Abstract

This study explored the relationship of oral parafunction to the psychological variables of personality, coping, and distress. Correlates of sleeping/waking-state oral activities with the different psychological factors were also examined, along with psychological predictors for high parafunction. Young adults from a large private university were enrolled. The frequency of oral behaviors was appraised with the oral behavior checklist (OBC), and participants were stratified into low and high parafunction (LP/HP) groups following the DC/TMD. Personality traits, coping styles, and psychological distress were assessed with the Big Five Personality Inventory-10 (BFI-10), brief-COPE Inventory (BCI), and Depression, Anxiety, Stress Scales-21 (DASS-21) correspondingly. Statistical evaluations were performed using the chi-square/Mann-Whitney U tests, Spearman's correlation, and logistic regression analyses (α = 0.05). Among the 507 participants (mean age 22.2 ± 1.5years), 84.6% and 15.4% had low and high parafunction respectively.
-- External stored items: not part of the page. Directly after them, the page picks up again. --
//! Help overlay showing all keybindings
//!
//! Renders a centered modal overlay with keyboard shortcuts.

use ratatui::{
    layout::{Alignment, Constraint, Direction, Layout, Rect},
    style::{Color, Modifier, Style},
    text::{Line, Span},
    widgets::{Block, Borders, Clear, Paragraph},
    Frame,
};

use crate::views::View;

/// Renders the help overlay on top of the current view
pub fn render(frame: &mut Frame) {
    let area = frame.area();

    // Calculate centered overlay area
    let overlay_width = 50;
    let overlay_height = 20;
    let overlay_area = centered_rect(overlay_width, overlay_height, area);

    // Clear the area behind the overlay
    frame.render_widget(Clear, overlay_area);

    let view_labels = View::all()
        .iter()
        .map(|view| view.label())
        .collect::<Vec<_>>()
        .join(" / ");

    // Build help content
    let lines = vec![
        Line::from(Span::styled(
            "Keyboard Shortcuts",
            Style::default()
                .fg(Color::Cyan)
                .add_modifier(Modifier::BOLD),
        )),
        Line::from(""),
        Line::from(vec![Span::styled(
            "Views",
            Style::default().add_modifier(Modifier::BOLD),
        )]),
        help_line("1 / 2 / 3", &view_labels),
        help_line("Tab", "Next view"),
        help_line("Esc", "Back / Close"),
        help_line("q", "Quit application"),
        Line::from(""),
        Line::from(vec![Span::styled(
            "Itinerary",
            Style::default().add_modifier(Modifier::BOLD),
        )]),
        help_line("↑/k, ↓/j", "Move selection up/down"),
        help_line("a", "Add a destination"),
        help_line("d / Del", "Remove selected stop"),
        help_line("t", "Trip settings"),
        Line::from(""),
        Line::from(vec![Span::styled(
            "Other",
            Style::default().add_modifier(Modifier::BOLD),
        )]),
        help_line("r", "Rate Tripdeck"),
        help_line("?", "Toggle this help"),
        Line::from(""),
        Line::from(Span::styled(
            "Press Esc or ? to close",
            Style::default().fg(Color::DarkGray),
        )),
    ];

    let block = Block::default()
        .title(" Help ")
        .borders(Borders::ALL)
        .border_style(Style::default().fg(Color::Cyan));

    let paragraph = Paragraph::new(lines)
        .block(block)
        .alignment(Alignment::Left);

    frame.render_widget(paragraph, overlay_area);
}

/// Creates a help line with key and description
fn help_line(key: &str, description: &str) -> Line<'static> {
    Line::from(vec![
        Span::styled(format!("  {:<12}", key), Style::default().fg(Color::Yellow)),
        Span::raw(description.to_string()),
    ])
}

/// Helper function to create a centered rect
fn centered_rect(width: u16, height: u16, area: Rect) -> Rect {
    let vertical = Layout::default()
        .direction(Direction::Vertical)
        .constraints([
            Constraint::Length((area.height.saturating_sub(height)) / 2),
            Constraint::Length(height),
            Constraint::Length((area.height.saturating_sub(height)) / 2),
        ])
        .split(area);

    let horizontal = Layout::default()
        .direction(Direction::Horizontal)
        .constraints([
            Constraint::Length((area.width.saturating_sub(width)) / 2),
            Constraint::Length(width),
            Constraint::Length((area.width.saturating_sub(width)) / 2),
        ])
        .split(vertical[1]);

    horizontal[1]
}

#[cfg(test)]
mod tests {
    use super::*;
    use ratatui::{backend::TestBackend, Terminal};

    #[test]
    fn test_help_overlay_renders() {
        let backend = TestBackend::new(80, 24);
        let mut terminal = Terminal::new(backend).unwrap();

        terminal
            .draw(|frame| {
                render(frame);
            })
            .unwrap();

        let buffer = terminal.backend().buffer();
        let content: String = buffer.content().iter().map(|cell| cell.symbol()).collect();

        assert!(content.contains("Help"), "Should render help title");
        assert!(content.contains("Views"), "Should show views section");
        assert!(
            content.contains("Remove selected stop"),
            "Should show itinerary bindings"
        );
    }
}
While personality profiles did not vary substantially, the HP group exhibited significantly greater emotion-focused/dysfunctional coping, general distress, depression, anxiety, and stress scores than the LP group. Associations between OBC and the various psychological variables were weak when significant or insignificant. Neuroticism and dysfunctional coping were moderately correlated to general distress, depression, anxiety, and stress (rs = 0.44-0.60/0.45-0.51). Multivariate analyses indicated that high parafunction was predicted by dysfunctional coping style (OR = 2.55) and anxiety (OR = 1.33). Dysfunctional coping was the main risk factor for high parafunction, increasing its odds by about 2.5 times. Oral parafunction appears to be a dysfunctional coping response to psychological distress.